------ Dataset records ------
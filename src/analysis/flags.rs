//! Risk and strength factors
//!
//! Eight fixed predicates over the applicant and the derived DTI ratio. They
//! do not feed the model; they explain the applicant's profile next to the
//! model's verdict.
//!
//! | Factor | Kind | Condition |
//! |---|---|---|
//! | High DTI | risk | DTI > 0.4 |
//! | Low Credit | risk | credit score < 600 |
//! | Low Savings | risk | savings < 0.1 × loan |
//! | Many Loans | risk | existing loans > 2 |
//! | Good Credit | strength | credit score ≥ 700 |
//! | Low DTI | strength | DTI < 0.3 |
//! | Strong Savings | strength | savings ≥ 0.2 × loan |
//! | No Loans | strength | existing loans == 0 |

use crate::features::{dti_ratio, ApplicantInput};
use serde::Serialize;

/// DTI above which the ratio counts as a risk
pub const HIGH_DTI: f64 = 0.4;
/// DTI below which the ratio counts as a strength
pub const LOW_DTI: f64 = 0.3;
/// Credit score below which credit counts as a risk
pub const LOW_CREDIT: u32 = 600;
/// Credit score from which credit counts as a strength
pub const GOOD_CREDIT: u32 = 700;
/// Savings share of the loan below which savings count as a risk
pub const LOW_SAVINGS_SHARE: f64 = 0.1;
/// Savings share of the loan from which savings count as a strength
pub const STRONG_SAVINGS_SHARE: f64 = 0.2;
/// Existing loans above which the count is a risk
pub const MANY_LOANS: u32 = 2;

/// Whether a factor counts against or for the applicant
#[derive(Debug, Clone, Copy, PartialEq, Eq, Serialize)]
#[serde(rename_all = "snake_case")]
pub enum FactorKind {
    /// Counts against approval
    Risk,
    /// Counts for approval
    Strength,
}

/// One evaluated predicate
#[derive(Debug, Clone, Copy, PartialEq, Eq, Serialize)]
pub struct Factor {
    /// Display name
    pub name: &'static str,
    /// Risk or strength
    pub kind: FactorKind,
    /// Whether the condition holds
    pub active: bool,
}

impl Factor {
    /// Bar-chart value: -1 for an active risk, +1 for an active strength, else 0
    pub fn impact(&self) -> i8 {
        match (self.active, self.kind) {
            (false, _) => 0,
            (true, FactorKind::Risk) => -1,
            (true, FactorKind::Strength) => 1,
        }
    }
}

/// Values the predicates read
#[derive(Debug, Clone, Copy, PartialEq)]
pub struct FlagInputs {
    /// Credit score
    pub credit_score: u32,
    /// Debt-to-income ratio
    pub dti_ratio: f64,
    /// Savings (₹)
    pub savings: u64,
    /// Loan amount (₹)
    pub loan_amount: u64,
    /// Number of running loans
    pub existing_loans: u32,
}

impl From<&ApplicantInput> for FlagInputs {
    fn from(input: &ApplicantInput) -> Self {
        Self {
            credit_score: input.credit_score,
            dti_ratio: dti_ratio(
                input.applicant_income,
                input.coapplicant_income,
                input.loan_amount,
            ),
            savings: input.savings,
            loan_amount: input.loan_amount,
            existing_loans: input.existing_loans,
        }
    }
}

/// Share of active risk vs strength factors, for the pie chart
#[derive(Debug, Clone, Copy, PartialEq, Serialize)]
pub struct Balance {
    /// Active risk factors
    pub risk_count: usize,
    /// Active strength factors
    pub strength_count: usize,
    /// `risk_count / total` (0.0-1.0)
    pub risk_share: f64,
    /// `strength_count / total` (0.0-1.0)
    pub strength_share: f64,
}

/// The four risk and four strength factors for one applicant
#[derive(Debug, Clone, PartialEq, Serialize)]
pub struct RiskStrengthFlags {
    /// High DTI, Low Credit, Low Savings, Many Loans
    pub risk: [Factor; 4],
    /// Good Credit, Low DTI, Strong Savings, No Loans
    pub strength: [Factor; 4],
}

impl RiskStrengthFlags {
    /// Evaluate all eight predicates
    pub fn evaluate(v: FlagInputs) -> Self {
        let savings = v.savings as f64;
        let loan = v.loan_amount as f64;

        let risk = |name, active| Factor {
            name,
            kind: FactorKind::Risk,
            active,
        };
        let strength = |name, active| Factor {
            name,
            kind: FactorKind::Strength,
            active,
        };

        let flags = Self {
            risk: [
                risk("High DTI", v.dti_ratio > HIGH_DTI),
                risk("Low Credit", v.credit_score < LOW_CREDIT),
                risk("Low Savings", savings < LOW_SAVINGS_SHARE * loan),
                risk("Many Loans", v.existing_loans > MANY_LOANS),
            ],
            strength: [
                strength("Good Credit", v.credit_score >= GOOD_CREDIT),
                strength("Low DTI", v.dti_ratio < LOW_DTI),
                strength("Strong Savings", savings >= STRONG_SAVINGS_SHARE * loan),
                strength("No Loans", v.existing_loans == 0),
            ],
        };

        log::debug!(
            "Flags: {} risk, {} strength",
            flags.risk_count(),
            flags.strength_count()
        );

        flags
    }

    /// Evaluate for an applicant, deriving DTI from the incomes
    pub fn from_input(input: &ApplicantInput) -> Self {
        Self::evaluate(FlagInputs::from(input))
    }

    /// All eight factors, risks first
    pub fn factors(&self) -> impl Iterator<Item = &Factor> + '_ {
        self.risk.iter().chain(self.strength.iter())
    }

    /// `(name, impact)` per factor, in bar-chart order
    pub fn impacts(&self) -> Vec<(&'static str, i8)> {
        self.factors().map(|f| (f.name, f.impact())).collect()
    }

    /// Number of active risk factors
    pub fn risk_count(&self) -> usize {
        self.risk.iter().filter(|f| f.active).count()
    }

    /// Number of active strength factors
    pub fn strength_count(&self) -> usize {
        self.strength.iter().filter(|f| f.active).count()
    }

    /// Risk vs strength shares; `None` when no factor is active
    pub fn balance(&self) -> Option<Balance> {
        let risk_count = self.risk_count();
        let strength_count = self.strength_count();
        let total = risk_count + strength_count;
        if total == 0 {
            return None;
        }
        Some(Balance {
            risk_count,
            strength_count,
            risk_share: risk_count as f64 / total as f64,
            strength_share: strength_count as f64 / total as f64,
        })
    }
}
------
Work to complete -> In the material above, how many lines contain "filter"? Reply with only the number.

Solution to this task -> 2